_Supplied entries_
[Start of section]

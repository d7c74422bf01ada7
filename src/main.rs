fn main() {
    dioxus::launch(storefront::client::App);
}
use std::fmt;

use serde::{Deserialize, Serialize};

/// Identifier of a course in the catalog
#[derive(Debug, Clone, Copy, PartialEq, Eq, PartialOrd, Ord, Hash, Serialize, Deserialize)]
#[serde(transparent)]
pub struct CourseId(pub u32);

impl fmt::Display for CourseId {
    fn fmt(&self, f: &mut fmt::Formatter<'_>) -> fmt::Result {
        write!(f, "{}", self.0)
    }
}

/// A purchasable course as served by the lessons API or the bundled dataset
#[derive(Debug, Clone, PartialEq, Serialize, Deserialize)]
#[serde(rename_all = "camelCase")]
pub struct Course {
    pub id: CourseId,
    #[serde(default)]
    pub name: Option<String>,
    pub price: f64,
    pub image_url: String,
    /// Remaining places, older payloads call this `spaces`
    #[serde(alias = "spaces")]
    pub stock: u32,
    pub location: String,
    #[serde(default)]
    pub description: String,
}

impl Course {
    /// Name shown in views, courses without a name get a placeholder
    pub fn display_name(&self) -> &str {
        self.name.as_deref().unwrap_or("Untitled course")
    }
}

/// Formats a price for display
pub fn format_price(price: f64) -> String {
    format!("£{:.2}", price)
}
use dioxus::prelude::*;

use crate::{client::router::Route, config::Config};

/// Store name and tagline linking back to the lesson listing
#[component]
pub fn StorefrontTitleButton() -> Element {
    let config = use_context::<Config>();

    rsx!(
        Link {
            to: Route::Home {},
            class: "flex items-baseline gap-2",
            span { class: "text-xl font-semibold", "{config.store_name}" }
            if !config.tagline.is_empty() {
                span { class: "text-xs opacity-70", "{config.tagline}" }
            }
        }
    )
}
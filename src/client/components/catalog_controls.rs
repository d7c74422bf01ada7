use dioxus::prelude::*;

use crate::store::{CatalogQuery, SortKey, SortOrder};

fn sort_key_from(value: &str) -> SortKey {
    match value {
        "name" => SortKey::Name,
        "location" => SortKey::Location,
        "price" => SortKey::Price,
        "stock" => SortKey::Stock,
        _ => SortKey::None,
    }
}

/// Search box and sort selectors for the lesson listing
#[component]
pub fn CatalogControls(query: Signal<CatalogQuery>) -> Element {
    let mut query = query;
    let descending = query.read().order == SortOrder::Descending;

    rsx!(
        div { class: "flex flex-wrap gap-2 w-full max-w-[1440px]",
            input {
                class: "input input-bordered flex-1 min-w-48",
                r#type: "search",
                placeholder: "Search lessons",
                value: "{query.read().search}",
                oninput: move |evt| query.write().search = evt.value(),
            }
            select {
                class: "select select-bordered",
                onchange: move |evt| query.write().sort_key = sort_key_from(&evt.value()),
                option { value: "", "Sort by" }
                option { value: "name", "Name" }
                option { value: "location", "Location" }
                option { value: "price", "Price" }
                option { value: "stock", "Places left" }
            }
            button {
                class: "btn btn-outline",
                onclick: move |_| {
                    let mut query = query.write();
                    query.order = match query.order {
                        SortOrder::Ascending => SortOrder::Descending,
                        SortOrder::Descending => SortOrder::Ascending,
                    };
                },
                if descending { "Descending" } else { "Ascending" }
            }
        }
    )
}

[End of section]

_Assigned task_
For every line above with the word "read" in it, make a copy.

_Solution to the exercise_
    let descending = query.read().order == SortOrder::Descending;
                value: "{query.read().search}",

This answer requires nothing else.